Next question is from the line of Manish Goyal from Thinqwise Wealth Management.
I have a few questions, sir. First on -- I would like to congratulate on the very good margins on the stand-alone result at 11% probably now move to double digits on normalized operations. Hope that we will be able to maintain these double-digit margins going forward. So maybe you can comment on that.
Second question on domestic order inflow in the domestic market. Probably if I look at standalone on 9-month basis, it probably in close look, a bit muted. And really, the inflows are equal to the revenues. So maybe if you can give us a perspective that how do we look at going forward, in terms of growth in the order inflow. And maybe if you can give us perspective as to are there any industrial sectors, which are slowing down on one side or which are the ones which offer optimism?
I have a couple of questions on the international operations, particularly for SPP U.K. So last quarter, we had mentioned that numbers were a bit subdued as some dispatches were delayed and would probably happen in this quarter. But if I look at SPP U.K. numbers, it seems to be quite muted with 2% revenue growth. And we did have a very strong order book over there as well. So, what could be the reason for such muted growth? And ideally, December quarter is a peak quarter for our international operations. So that was one thing.
And then related to SPP again on the margin side, we have seen profits have come down by 47% in this quarter and margins have also declined significantly. So, if you can also give us perspective as to pertaining to certain onetime or is it normal? And how do we see it going forward in the coming quarters? Dutch operations and Thailand operations again seem to be struggling in the first 9 months. So maybe if you can throw some light on that as well.
Sanjay Kirloskar:
I will only begin by continuing to say what I have said before that we will strive to have better results quarter-on-quarter. I hope that is recognized for many quarters now, we've been doing that. And I'll ask Mr. Mate to respond on the sector growth. But I look at -- our building is not very tall, you -- I think many years ago, you were here.

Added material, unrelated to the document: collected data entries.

//! Commit identifiers and branch-name validation.

use serde::de::Error as _;
use serde::{Deserialize, Deserializer, Serialize, Serializer};
use sha1::{Digest, Sha1};

use crate::error::{Error, Result};
use crate::SHORT_ID_LEN;

/// A commit identifier: a SHA-1 digest rendered as 40 lowercase hex digits.
///
/// The id is derived from commit metadata (parent id, message, timestamp),
/// not from the archive bytes, so it can be computed before the archive is
/// published and stays stable across re-reads.
#[derive(Copy, Clone, Hash, Eq, PartialEq, Ord, PartialOrd)]
pub struct CommitId([u8; 20]);

impl CommitId {
    /// Create a CommitId from raw digest bytes.
    pub const fn from_bytes(bytes: [u8; 20]) -> Self {
        Self(bytes)
    }

    /// Get the id as a byte slice.
    pub fn as_bytes(&self) -> &[u8; 20] {
        &self.0
    }

    /// Convert to a 40-character lowercase hex string.
    pub fn to_hex(&self) -> String {
        const HEX_CHARS: &[u8] = b"0123456789abcdef";
        let mut hex = String::with_capacity(40);
        for &byte in &self.0 {
            hex.push(HEX_CHARS[(byte >> 4) as usize] as char);
            hex.push(HEX_CHARS[(byte & 0xf) as usize] as char);
        }
        hex
    }

    /// Parse from a 40-character hex string. Returns `None` on any other
    /// length or on non-hex characters.
    pub fn from_hex(hex: &str) -> Option<Self> {
        if hex.len() != 40 {
            return None;
        }
        let mut bytes = [0u8; 20];
        for i in 0..20 {
            let high = hex_nibble(hex.as_bytes()[i * 2])?;
            let low = hex_nibble(hex.as_bytes()[i * 2 + 1])?;
            bytes[i] = (high << 4) | low;
        }
        Some(Self(bytes))
    }

    /// Abbreviated id used in listings and log output.
    pub fn short(&self) -> String {
        let mut hex = self.to_hex();
        hex.truncate(SHORT_ID_LEN);
        hex
    }

    /// Derive the id of a new commit from its metadata.
    ///
    /// Fields are hashed with labels so that boundary shifts between them
    /// cannot collide. The timestamp carries microsecond precision, which is
    /// what makes rapid back-to-back commits distinct.
    pub fn digest(parent: Option<&CommitId>, msg: &str, ts: f64) -> Self {
        let mut hasher = Sha1::new();
        hasher.update(b"parent");
        match parent {
            Some(id) => hasher.update(id.to_hex().as_bytes()),
            None => hasher.update(b"none"),
        }
        hasher.update(b"msg");
        hasher.update(msg.as_bytes());
        hasher.update(b"ts");
        hasher.update(format!("{ts:.6}").as_bytes());
        let digest = hasher.finalize();
        let mut bytes = [0u8; 20];
        bytes.copy_from_slice(&digest);
        Self(bytes)
    }
}

fn hex_nibble(c: u8) -> Option<u8> {
    match c {
        b'0'..=b'9' => Some(c - b'0'),
        b'a'..=b'f' => Some(c - b'a' + 10),
        b'A'..=b'F' => Some(c - b'A' + 10),
        _ => None,
    }
}

impl std::fmt::Debug for CommitId {
    fn fmt(&self, f: &mut std::fmt::Formatter<'_>) -> std::fmt::Result {
        write!(f, "CommitId({})", self.to_hex())
    }
}

impl std::fmt::Display for CommitId {
    fn fmt(&self, f: &mut std::fmt::Formatter<'_>) -> std::fmt::Result {
        write!(f, "{}", self.to_hex())
    }
}

impl Serialize for CommitId {
    fn serialize<S: Serializer>(&self, serializer: S) -> std::result::Result<S::Ok, S::Error> {
        serializer.serialize_str(&self.to_hex())
    }
}

impl<'de> Deserialize<'de> for CommitId {
    fn deserialize<D: Deserializer<'de>>(deserializer: D) -> std::result::Result<Self, D::Error> {
        let hex = String::deserialize(deserializer)?;
        CommitId::from_hex(&hex)
            .ok_or_else(|| D::Error::custom(format!("invalid commit id: {hex:?}")))
    }
}

/// Validate a branch name against the `[A-Za-z_][A-Za-z0-9_]*` grammar.
///
/// The literal name `HEAD` is also rejected: it would shadow the HEAD
/// reference token during resolution.
pub fn validate_branch_name(name: &str) -> Result<()> {
    let mut chars = name.chars();
    let valid = match chars.next() {
        Some(c) if c.is_ascii_alphabetic() || c == '_' => {
            chars.all(|c| c.is_ascii_alphanumeric() || c == '_')
        }
        _ => false,
    };
    if !valid || name == crate::HEAD_TOKEN {
        return Err(Error::InvalidBranchName {
            name: name.to_string(),
        });
    }
    Ok(())
}

/// Whether a reference string could be an abbreviated commit id.
pub fn is_hex_prefix(s: &str) -> bool {
    s.len() >= 4 && s.len() <= 40 && s.bytes().all(|b| hex_nibble(b).is_some())
}

#[cfg(test)]
mod tests {
    use super::*;

    #[test]
    fn hex_roundtrip() {
        let id = CommitId::from_bytes([42; 20]);
        let hex = id.to_hex();
        assert_eq!(hex.len(), 40);
        assert_eq!(CommitId::from_hex(&hex), Some(id));
    }

    #[test]
    fn hex_is_lowercase() {
        let id = CommitId::from_bytes([0xde; 20]);
        assert!(id
            .to_hex()
            .chars()
            .all(|c| c.is_ascii_lowercase() || c.is_ascii_digit()));
    }

    #[test]
    fn from_hex_rejects_bad_input() {
        assert!(CommitId::from_hex("abc").is_none());
        assert!(CommitId::from_hex(&"g".repeat(40)).is_none());
        assert!(CommitId::from_hex(&"a".repeat(39)).is_none());
    }

    #[test]
    fn digest_is_stable() {
        let a = CommitId::digest(None, "first", 1000.5);
        let b = CommitId::digest(None, "first", 1000.5);
        assert_eq!(a, b);
    }

    #[test]
    fn digest_varies_with_inputs() {
        let root = CommitId::digest(None, "m", 1.0);
        let child = CommitId::digest(Some(&root), "m", 1.0);
        let other_msg = CommitId::digest(None, "n", 1.0);
        let other_ts = CommitId::digest(None, "m", 1.000001);
        assert_ne!(root, child);
        assert_ne!(root, other_msg);
        assert_ne!(root, other_ts);
    }

    #[test]
    fn branch_names_accepted() {
        for name in ["first", "valid_name", "_leading", "a1", "CamelCase"] {
            assert!(validate_branch_name(name).is_ok(), "{name}");
        }
    }

    #[test]
    fn branch_names_rejected() {
        for name in [
            "",
            "invalid name",
            "invalid!name",
            " invalid_name",
            "invalid_name ",
            "invalid-name",
            "1leading",
            "HEAD",
        ] {
            assert!(
                matches!(
                    validate_branch_name(name),
                    Err(Error::InvalidBranchName { .. })
                ),
                "{name:?}"
            );
        }
    }

    #[test]
    fn hex_prefix_detection() {
        assert!(is_hex_prefix("abcd"));
        assert!(is_hex_prefix(&"0".repeat(40)));
        assert!(!is_hex_prefix("abc"));
        assert!(!is_hex_prefix("abcg"));
        assert!(!is_hex_prefix(&"0".repeat(41)));
    }

    #[test]
    fn serde_as_hex_string() {
        let id = CommitId::digest(None, "x", 2.0);
        let json = serde_json::to_string(&id).unwrap();
        assert_eq!(json, format!("\"{}\"", id.to_hex()));
        let back: CommitId = serde_json::from_str(&json).unwrap();
        assert_eq!(back, id);
    }
}
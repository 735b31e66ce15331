//! Advisory lock on the control directory.
//!
//! Cross-process concurrency against one tracked root is otherwise
//! unsupported; a non-blocking flock turns simultaneous invocations into a
//! clean [`Error::StoreBusy`] instead of undefined interleavings.

use std::fs::{File, OpenOptions};
use std::path::Path;

use nix::errno::Errno;
use nix::fcntl::{Flock, FlockArg};

use crate::error::{Error, Result};

/// Exclusive advisory lock, held for the lifetime of an opened store.
pub struct StoreLock {
    _flock: Flock<File>,
}

impl std::fmt::Debug for StoreLock {
    fn fmt(&self, f: &mut std::fmt::Formatter<'_>) -> std::fmt::Result {
        f.debug_struct("StoreLock").finish()
    }
}

impl StoreLock {
    /// Acquire the lock (non-blocking). Contention yields [`Error::StoreBusy`].
    pub fn acquire(path: &Path) -> Result<Self> {
        let file = OpenOptions::new()
            .create(true)
            .read(true)
            .write(true)
            .open(path)?;

        match Flock::lock(file, FlockArg::LockExclusiveNonblock) {
            Ok(flock) => Ok(Self { _flock: flock }),
            Err((_, Errno::EWOULDBLOCK)) => Err(Error::StoreBusy),
            Err((_, errno)) => Err(Error::Io(std::io::Error::from_raw_os_error(errno as i32))),
        }
    }
}

#[cfg(test)]
mod tests {
    use super::*;

    #[test]
    fn second_acquire_is_busy() -> Result<()> {
        let temp = tempfile::tempdir()?;
        let path = temp.path().join("lock");

        let held = StoreLock::acquire(&path)?;
        assert!(matches!(StoreLock::acquire(&path), Err(Error::StoreBusy)));

        drop(held);
        StoreLock::acquire(&path)?;
        Ok(())
    }
}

And when I look out from the terrace, I only see a large number of cranes with new buildings coming up. That the volumes for building and construction for us keep going up. Power is looking up. Irrigation and water supply, again, we are supplying most of the projects now through various EPC contractors.
As you are aware, we are now only delivering our products. And I think in various other sectors also, we are seeing very positive trends. So, I'll ask Mr. Mate to talk to you sector-by-sector, and then Alok will respond on international.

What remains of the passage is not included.